I do hope it's not too late. You wouldn't think so, but I am seeing signs that I have been left far, far behind, now.
I've caught a few tags & tricks here and there, but I am now about to design my first site completely in CSS. I've bought "core CSS" as my main CSS reference book and "Web Design in a Nutshell" as my quick reference to everything, "How to do Everything in Dreamweaver MX 2004" because I was ticked about not having a manual for DwMX (and "How to do Everything in Macromedia Flash MX 2004" because Flash MX didn't come with a manual as well).
I use Dreamweaver MX 2004, Top Style 3.10, various text editors, Photoshop 7, and a whole host of other tools (including pen and paper) to design my sites.
I've spent considerable time looking for really good CSS tutorials online. What I've seen was quite literally SAD. It seems that everyone thinks that copying and pasting the W3C CSS rules and providing a couple of insignificant examples is good enough. So I went out and bought the books.
As I read, I get more confused. It seems that I can use DIV, SPAN or BOX? I can set a backgound or do z-axis positioning with z-index? Wild. Then you look at all this and you wonder which is best. Which is most appropriate for which circumstance. Which uses less memory, which method loads quicker? And then you have "Layers". What the blankityblank are layers, the reference books don't mention them, just Dreamweaver (and Dreamweaver books). The reference books only seem to hint at a very miniscule fraction of these questions and provides absolutely no answers (other than each tag and what it is supposed to do and the Browser capability for each tag).
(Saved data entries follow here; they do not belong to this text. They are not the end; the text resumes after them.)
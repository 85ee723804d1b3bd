use crate::{config::Config, db::Database};

#[derive(Clone)]
pub struct AppState {
    pub db: Database,
    pub config: Config,
}

impl AppState {
    pub fn new(db: Database, config: Config) -> Self {
        Self { db, config }
    }
}
//! CSV import/export endpoints.

use axum::{
    extract::State,
    http::{header, StatusCode},
    Json,
};
use chrono::Utc;

use shared::codec;
use shared::ImportSummary;

use crate::{error::AppError, state::AppState};

use super::admins::{admin_accounts, email_accounts};

/// POST /import/csv — body is the raw uploaded CSV text. Rows are applied in
/// file order inside one transaction; the response is the aggregate summary.
pub async fn import_csv(
    State(state): State<AppState>,
    body: String,
) -> Result<Json<ImportSummary>, AppError> {
    let parsed = codec::parse_import(&body)?;
    tracing::info!(
        "CSV import: {} valid rows, {} skipped",
        parsed.rows.len(),
        parsed.skipped
    );

    let mut summary = state.db.apply_import(&parsed.rows).await?;
    summary.rows_skipped = parsed.skipped;
    Ok(Json(summary))
}

/// GET /export/csv — one row per admin, filename embeds the current date.
pub async fn export_csv(
    State(state): State<AppState>,
) -> Result<(StatusCode, [(header::HeaderName, String); 2], String), AppError> {
    let admins = admin_accounts(state.db.list_admins().await?)?;
    let emails = email_accounts(state.db.list_emails(None).await?)?;

    let csv = codec::export_admins(&admins, &emails)?;
    let filename = codec::export_filename(Utc::now().date_naive());
    tracing::info!("Exporting {} admin accounts to {}", admins.len(), filename);

    Ok((
        StatusCode::OK,
        [
            (header::CONTENT_TYPE, "text/csv; charset=utf-8".to_string()),
            (
                header::CONTENT_DISPOSITION,
                format!("attachment; filename=\"{filename}\""),
            ),
        ],
        csv,
    ))
}
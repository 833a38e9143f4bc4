//! Basic CLI E2E tests.
//!
//! Tests invoke CLI commands via cargo run and verify outputs.

use std::path::PathBuf;
use std::process::Command;

/// Run a CLI command and return (stdout, stderr, exit code).
fn run_cli(args: &[&str]) -> (String, String, i32) {
    let output = Command::new("cargo")
        .args(["run", "-q", "-p", "studypulse-cli", "--"])
        .args(args)
        .env("STUDYPULSE_ENV", "dev")
        .env_remove("RUST_LOG")
        .output()
        .expect("Failed to execute CLI command");

    let stdout = String::from_utf8_lossy(&output.stdout).to_string();
    let stderr = String::from_utf8_lossy(&output.stderr).to_string();
    let code = output.status.code().unwrap_or(-1);

    (stdout, stderr, code)
}

fn fixtures_dir() -> String {
    PathBuf::from(env!("CARGO_MANIFEST_DIR"))
        .join("../studypulse-core/tests/fixtures")
        .to_string_lossy()
        .to_string()
}

fn parse_json(stdout: &str) -> serde_json::Value {
    serde_json::from_str(stdout).expect("Failed to parse JSON output")
}

#[test]
fn test_analyze_default_day() {
    let fixtures = fixtures_dir();
    let (stdout, stderr, code) = run_cli(&["analyze", "--models-dir", &fixtures]);
    assert_eq!(code, 0, "analyze failed: {stderr}");
    assert!(stdout.contains("Study: 4h 0m"));
    assert!(stdout.contains("Predicted Performance Score:"));
    assert!(stdout.contains("Burnout Risk Probability: 5.0%"));
    assert!(stdout.contains("Burnout Score: 1.50"));
    assert!(stdout.contains("Burnout Level: Low"));
}

#[test]
fn test_analyze_json() {
    let fixtures = fixtures_dir();
    let (stdout, stderr, code) = run_cli(&[
        "analyze",
        "--models-dir",
        &fixtures,
        "--sleep",
        "1",
        "--study",
        "10",
        "--screen",
        "12",
        "--breaks",
        "10",
        "--mood",
        "1",
        "--json",
    ]);
    assert_eq!(code, 0, "analyze --json failed: {stderr}");
    let report = parse_json(&stdout);
    assert_eq!(report["burnout"]["level"], "Very High");
    assert_eq!(report["burnout_probability"], 0.95);
}

#[test]
fn test_analyze_clamps_out_of_range_input() {
    let fixtures = fixtures_dir();
    let (stdout, _, code) = run_cli(&[
        "analyze",
        "--models-dir",
        &fixtures,
        "--study",
        "25",
        "--mood",
        "-4",
        "--json",
    ]);
    assert_eq!(code, 0);
    let report = parse_json(&stdout);
    assert_eq!(report["features"]["record"]["study_hours"], 10.0);
    assert_eq!(report["features"]["record"]["mood_score"], 1);
}

#[test]
fn test_analyze_missing_models_fails() {
    let dir = std::env::temp_dir().join("studypulse-no-models");
    let (_, stderr, code) = run_cli(&["analyze", "--models-dir", &dir.to_string_lossy()]);
    assert_ne!(code, 0);
    assert!(stderr.contains("error:"));
}

#[test]
fn test_features_json() {
    let (stdout, _, code) = run_cli(&["features", "--json"]);
    assert_eq!(code, 0, "features failed");
    let row = parse_json(&stdout);
    assert_eq!(row["focus_score"], 1.0);
    assert_eq!(row["cognitive_load"], 12.0);
}

#[test]
fn test_features_split_hours() {
    let (stdout, _, code) = run_cli(&["features", "--study-h", "6", "--study-m", "30", "--json"]);
    assert_eq!(code, 0);
    let row = parse_json(&stdout);
    assert_eq!(row["study_hours"], 6.5);
}

#[test]
fn test_score_without_models() {
    let (stdout, _, code) = run_cli(&["score", "--sleep", "4"]);
    assert_eq!(code, 0, "score failed");
    assert!(stdout.contains("sleep"));
    assert!(stdout.contains("Burnout Level:"));
}

#[test]
fn test_model_inspect() {
    let fixtures = fixtures_dir();
    let (stdout, _, code) = run_cli(&["model", "inspect", "--models-dir", &fixtures, "--json"]);
    assert_eq!(code, 0, "model inspect failed");
    let models = parse_json(&stdout);
    assert_eq!(models[0]["slot"], "performance");
    assert_eq!(models[1]["kind"], "logistic_regression");
}

#[test]
fn test_config_get() {
    let (stdout, _, code) = run_cli(&["config", "get", "probability.min"]);
    assert_eq!(code, 0);
    assert!(!stdout.trim().is_empty());
}

#[test]
fn test_config_get_unknown_key() {
    let (_, stderr, code) = run_cli(&["config", "get", "no.such.key"]);
    assert_ne!(code, 0);
    assert!(stderr.contains("unknown key"));
}

#[test]
fn test_config_set_rejects_unknown_key() {
    let (_, _, code) = run_cli(&["config", "set", "burnout.bogus", "1"]);
    assert_ne!(code, 0);
}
I need real world design solutions. I see that what I really need is a CSS for Designers book. Can anyone recomend one or two? While I do appreciate the reference books, I need to get going and as I read the reference books, more questions are raised and never answered.
I am trying to create a very small site to start out. If I just ran it through Photoshop and let it go at that, I'd have the interface template done. I add some text content and wala, a site. But that is not what being a web designer is all about. There are plenty of other issues to address.
Last edited by SymbioticDesign; 02-28-2004 at 06:52 AM..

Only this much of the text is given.